[Opening PROVIDED RECORDS section]

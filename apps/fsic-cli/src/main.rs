use std::io::{self, Write};
use std::path::PathBuf;
use std::process::ExitCode;

use clap::{Parser, Subcommand};
use fsic_case::Case;
use fsic_couple::{Components, CoupleOptions, CoupleProgressEvent, CoupleStage, run_coupled};

#[derive(Parser)]
#[command(name = "fsic-cli")]
#[command(about = "Partitioned fluid-structure interaction coupling kernel", long_about = None)]
struct Cli {
    /// Case directory; running with no subcommand defaults to `run`.
    case_path: Option<PathBuf>,

    #[command(subcommand)]
    command: Option<Commands>,

    /// Raise the tracing log level (repeatable: -v, -vv).
    #[arg(short, long, action = clap::ArgAction::Count, global = true)]
    verbose: u8,
}

#[derive(Subcommand)]
enum Commands {
    /// Validate a case's settings.txt without running it.
    Validate {
        case_path: PathBuf,
    },
    /// Run the coupled simulation for a case.
    Run {
        case_path: PathBuf,
        /// Root directory persisted component output is written under.
        #[arg(long, default_value = "data")]
        data_root: PathBuf,
    },
}

fn main() -> ExitCode {
    let cli = Cli::parse();

    let level = match cli.verbose {
        0 => tracing::Level::WARN,
        1 => tracing::Level::INFO,
        2 => tracing::Level::DEBUG,
        _ => tracing::Level::TRACE,
    };
    tracing_subscriber::fmt().with_max_level(level).init();

    let command = match (cli.command, cli.case_path) {
        (Some(cmd), _) => cmd,
        (None, Some(case_path)) => Commands::Run {
            case_path,
            data_root: PathBuf::from("data"),
        },
        (None, None) => {
            eprintln!("error: expected a case directory");
            return ExitCode::FAILURE;
        }
    };

    let result = match command {
        Commands::Validate { case_path } => cmd_validate(&case_path),
        Commands::Run { case_path, data_root } => cmd_run(&case_path, &data_root),
    };

    match result {
        Ok(()) => ExitCode::SUCCESS,
        Err(e) => {
            eprintln!("error: {e}");
            ExitCode::FAILURE
        }
    }
}

fn cmd_validate(case_path: &std::path::Path) -> Result<(), Box<dyn std::error::Error>> {
    println!("Validating case: {}", case_path.display());
    let settings = fsic_case::Settings::load(&case_path.join("settings.txt"))?;
    println!(
        "settings ok: n_start={} n_stop={} k_stop={} dt={} segments={}",
        settings.n_start, settings.n_stop, settings.k_stop, settings.dt, settings.pipe_flow.m
    );
    Ok(())
}

fn cmd_run(
    case_path: &std::path::Path,
    data_root: &std::path::Path,
) -> Result<(), Box<dyn std::error::Error>> {
    println!("Running case in {}", case_path.display());

    let mut case = Case::load(case_path, data_root)?;
    let opts = CoupleOptions {
        n_start: case.settings.n_start,
        n_stop: case.settings.n_stop,
        k_stop: case.settings.k_stop,
        dt: case.settings.dt,
    };

    let components = Components {
        flow: &mut case.flow,
        structure: &mut case.structure,
        coupler: &mut case.coupler,
        extrapolator: &mut case.extrapolator,
        convergence: &mut case.convergence,
    };

    let mut cb = render_cli_progress;
    let summary = run_coupled(components, &opts, Some(&mut cb))?;
    println!();
    println!(
        "✓ Completed {} steps, output under {}",
        summary.steps_run(),
        case.datapath.display()
    );
    Ok(())
}

fn render_cli_progress(event: CoupleProgressEvent) {
    match event.stage {
        CoupleStage::StepStarted => {
            print!("\rstep {:>5}  starting...", event.step);
        }
        CoupleStage::IterationDone => {
            print!(
                "\rstep {:>5}  iter {:>3}  |r| = {:>10.3e}",
                event.step, event.iteration, event.residual_norm
            );
        }
        CoupleStage::StepConverged => {
            print!(
                "\rstep {:>5}  converged in {:>3} iterations, |r| = {:>10.3e}",
                event.step, event.iteration, event.residual_norm
            );
            println!();
        }
        CoupleStage::StepExhausted => {
            print!(
                "\rstep {:>5}  did not converge within {:>3} iterations, |r| = {:>10.3e}",
                event.step, event.iteration, event.residual_norm
            );
            println!();
        }
    }
    let _ = io::stdout().flush();
}
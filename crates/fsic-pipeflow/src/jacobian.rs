//! Banded Jacobian assembly for the staggered mass/momentum residual.
//!
//! Column order matches [`crate::residual::residual`]'s row order: unknown
//! `2*i` is velocity at cell `i`, unknown `2*i+1` is pressure at cell `i`.
//! The outlet row reads `un[m+1]` (the outlet cell), not the time-step
//! counter.

use crate::band::BandMatrix;
use crate::state::PipeFlowState;

pub const KL: usize = 4;
pub const KU: usize = 4;

pub fn jacobian(state: &PipeFlowState) -> BandMatrix {
    let m = state.m;
    let u = &state.u;
    let a = &state.a;
    let un = &state.un;
    let pn = &state.pn;
    let alpha = state.alpha;
    let dz = state.dz;
    let dt = state.dt;

    let n = state.n_unknowns();
    let mut j = BandMatrix::zeros(n, KL, KU);

    j.set(0, 0, 1.0);
    j.set(1, 1, 1.0);
    j.set(1, 3, -2.0);
    j.set(1, 5, 1.0);

    for i in 1..=m {
        let usign = u[i] > 0.0;
        let c_im1 = 2 * (i - 1);
        let c_i = 2 * i;
        let c_ip1 = 2 * (i + 1);
        let r_mass = 2 * i;
        let r_mom = 2 * i + 1;

        j.set(r_mass, c_im1, -(a[i] + a[i - 1]) / 4.0);
        j.set(
            r_mom,
            c_im1,
            -(if usign {
                u[i] + 2.0 * u[i - 1]
            } else {
                u[i]
            }) * (a[i] + a[i - 1])
                / 4.0,
        );
        j.set(r_mass, c_im1 + 1, -alpha);
        j.set(r_mom, c_im1 + 1, -(a[i] + a[i - 1]) / 4.0);

        j.set(r_mass, c_i, (a[i] + a[i + 1]) / 4.0 - (a[i] + a[i - 1]) / 4.0);
        j.set(
            r_mom,
            c_i,
            dz / dt * a[i]
                + (if usign {
                    2.0 * u[i] + u[i + 1]
                } else {
                    u[i + 1]
                }) * (a[i] + a[i + 1])
                    / 4.0
                - (if usign {
                    u[i - 1]
                } else {
                    2.0 * u[i] + u[i - 1]
                }) * (a[i] + a[i - 1])
                    / 4.0,
        );
        j.set(r_mass, c_i + 1, 2.0 * alpha);
        j.set(
            r_mom,
            c_i + 1,
            (-(a[i] + a[i + 1]) + (a[i] + a[i - 1])) / 4.0,
        );

        j.set(r_mass, c_ip1, (a[i] + a[i + 1]) / 4.0);
        j.set(
            r_mom,
            c_ip1,
            (if usign {
                u[i]
            } else {
                u[i] + 2.0 * u[i + 1]
            }) * (a[i] + a[i + 1])
                / 4.0,
        );
        j.set(r_mass, c_ip1 + 1, -alpha);
        j.set(r_mom, c_ip1 + 1, (a[i] + a[i + 1]) / 4.0);
    }

    let last = 2 * m + 2;
    j.set(last, last, 1.0);
    j.set(last, 2 * m, -2.0);
    j.set(last, 2 * m - 2, 1.0);
    let c = (state.cmk2 - pn[m + 1] / 2.0).sqrt() - (u[m + 1] - un[m + 1]) / 4.0;
    j.set(last + 1, last, -c);
    j.set(last + 1, last + 1, 1.0);

    j
}

#[cfg(test)]
mod tests {
    use super::*;
    use crate::residual::residual;
    use fsic_core::Real;

    fn sample_state(m: usize) -> PipeFlowState {
        let n = m + 2;
        let mut u = vec![0.0; n];
        let mut a = vec![0.0; n];
        for i in 0..n {
            u[i] = 1.0 + 0.05 * i as Real;
            a[i] = 1.0 + 0.01 * i as Real;
        }
        let p: Vec<Real> = (0..n).map(|i| 10.0 - 0.2 * i as Real).collect();
        PipeFlowState {
            m,
            dz: 0.1,
            dt: 0.01,
            cmk2: 1.0e7,
            alpha: 0.2,
            un: u.clone(),
            pn: p.clone(),
            an: a.clone(),
            u,
            p,
            a,
        }
    }

    #[test]
    fn matches_finite_difference() {
        let state = sample_state(5);
        let u_inlet = state.u[0];
        let analytic = jacobian(&state);

        let eps = 1e-6;
        let n = state.n_unknowns();
        let f0 = residual(&state, u_inlet);
        for col in 0..n {
            let mut perturbed = state.clone();
            if col % 2 == 0 {
                perturbed.u[col / 2] += eps;
            } else {
                perturbed.p[col / 2] += eps;
            }
            let f1 = residual(&perturbed, u_inlet);
            for row in 0..n {
                let fd = (f1[row] - f0[row]) / eps;
                let exact = analytic.get(row, col);
                if exact != 0.0 || fd.abs() > 1e-3 {
                    assert!(
                        (fd - exact).abs() < 1e-2 * fd.abs().max(1.0),
                        "row {row} col {col}: fd={fd} analytic={exact}"
                    );
                }
            }
        }
    }
}
//! fsic-case: on-disk case loading and component instantiation.
//!
//! Reads `settings.txt` from a case directory, validates it, and builds
//! the five coupled components from it. Case/settings loading and
//! plugin-style instantiation are collaborators around the coupling
//! kernel rather than part of it, so this lives in its own crate.

pub mod error;
pub mod registry;
pub mod schema;

pub use error::{CaseError, CaseResult};
pub use schema::Settings;

use std::path::{Path, PathBuf};

use fsic_convergence::RelativeNormConvergence;
use fsic_coupler::IqnIls;
use fsic_extrapolator::LinearExtrapolator;
use fsic_pipeflow::PipeFlow;
use fsic_pipestructure::PipeStructure;

/// Everything needed to drive one coupled run: the parsed settings and the
/// five constructed components, plus the loop bounds the orchestrator reads.
pub struct Case {
    pub settings: Settings,
    pub datapath: PathBuf,

    pub flow: PipeFlow,
    pub structure: PipeStructure,
    pub coupler: IqnIls,
    pub extrapolator: LinearExtrapolator,
    pub convergence: RelativeNormConvergence,
}

impl Case {
    /// Loads `<case_dir>/settings.txt` and constructs all components,
    /// writing persisted output under `<data_root>/<case name>/`.
    pub fn load(case_dir: &Path, data_root: &Path) -> CaseResult<Self> {
        if !case_dir.is_dir() {
            return Err(CaseError::Configuration {
                what: format!("case directory does not exist: {}", case_dir.display()),
            });
        }
        let settings_path = case_dir.join("settings.txt");
        let settings = Settings::load(&settings_path)?;

        let case_name = case_dir
            .file_name()
            .map(|s| s.to_string_lossy().into_owned())
            .unwrap_or_else(|| "case".to_string());
        let datapath = data_root.join(case_name);
        std::fs::create_dir_all(&datapath)?;

        let flow = registry::build_pipeflow(&settings, &datapath)?;
        let structure = registry::build_pipestructure(&settings, &datapath)?;
        let coupler = registry::build_coupler(&settings);
        let extrapolator = registry::build_extrapolator();
        let convergence = registry::build_convergence(&settings);

        Ok(Self {
            settings,
            datapath,
            flow,
            structure,
            coupler,
            extrapolator,
            convergence,
        })
    }
}

#[cfg(test)]
mod tests {
    use super::*;
    use std::fs;

    fn scratch_dir(tag: &str) -> PathBuf {
        let dir = std::env::temp_dir().join(format!(
            "fsic-case-test-{tag}-{}",
            std::process::id()
        ));
        let _ = fs::remove_dir_all(&dir);
        fs::create_dir_all(&dir).unwrap();
        dir
    }

    fn write_tube1d_settings(case_dir: &Path) {
        fs::write(
            case_dir.join("settings.txt"),
            r#"{
                "n_start": 0, "n_stop": 5, "k_stop": 20, "dt": 0.01,
                "pipe_flow": {
                    "l": 0.05, "d": 0.005, "rhof": 1000, "ureference": 1.0,
                    "uamplitude": 0.1, "uperiod": 1.0, "utype": "1",
                    "e": 3e5, "h": 0.001, "m": 10
                },
                "pipe_structure": {
                    "l": 0.05, "d": 0.005, "rhof": 1000, "e": 3e5, "h": 0.001, "m": 10
                }
            }"#,
        )
        .unwrap();
    }

    #[test]
    fn loads_case_and_builds_components() {
        let root = scratch_dir("load");
        let case_dir = root.join("tube1d");
        fs::create_dir_all(&case_dir).unwrap();
        write_tube1d_settings(&case_dir);

        let data_root = root.join("data");
        let case = Case::load(&case_dir, &data_root).unwrap();
        assert_eq!(case.settings.pipe_flow.m, 10);
        assert!(case.datapath.ends_with("tube1d"));
    }

    #[test]
    fn missing_case_directory_is_a_configuration_error() {
        let root = scratch_dir("missing");
        let err = Case::load(&root.join("does-not-exist"), &root.join("data")).unwrap_err();
        assert!(matches!(err, CaseError::Configuration { .. }));
    }
}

[Closing PROVIDED RECORDS section]

TO DO:
Only the lines from the beginning of the data above through the line containing "(repeatable: -v, -vv)." should be repeated, exactly as they appear.

RESULT OF THE TASK:
filename apps/fsic-cli/src/main.rs
use std::io::{self, Write};
use std::path::PathBuf;
use std::process::ExitCode;

use clap::{Parser, Subcommand};
use fsic_case::Case;
use fsic_couple::{Components, CoupleOptions, CoupleProgressEvent, CoupleStage, run_coupled};

#[derive(Parser)]
#[command(name = "fsic-cli")]
#[command(about = "Partitioned fluid-structure interaction coupling kernel", long_about = None)]
struct Cli {
    /// Case directory; running with no subcommand defaults to `run`.
    case_path: Option<PathBuf>,

    #[command(subcommand)]
    command: Option<Commands>,

    /// Raise the tracing log level (repeatable: -v, -vv).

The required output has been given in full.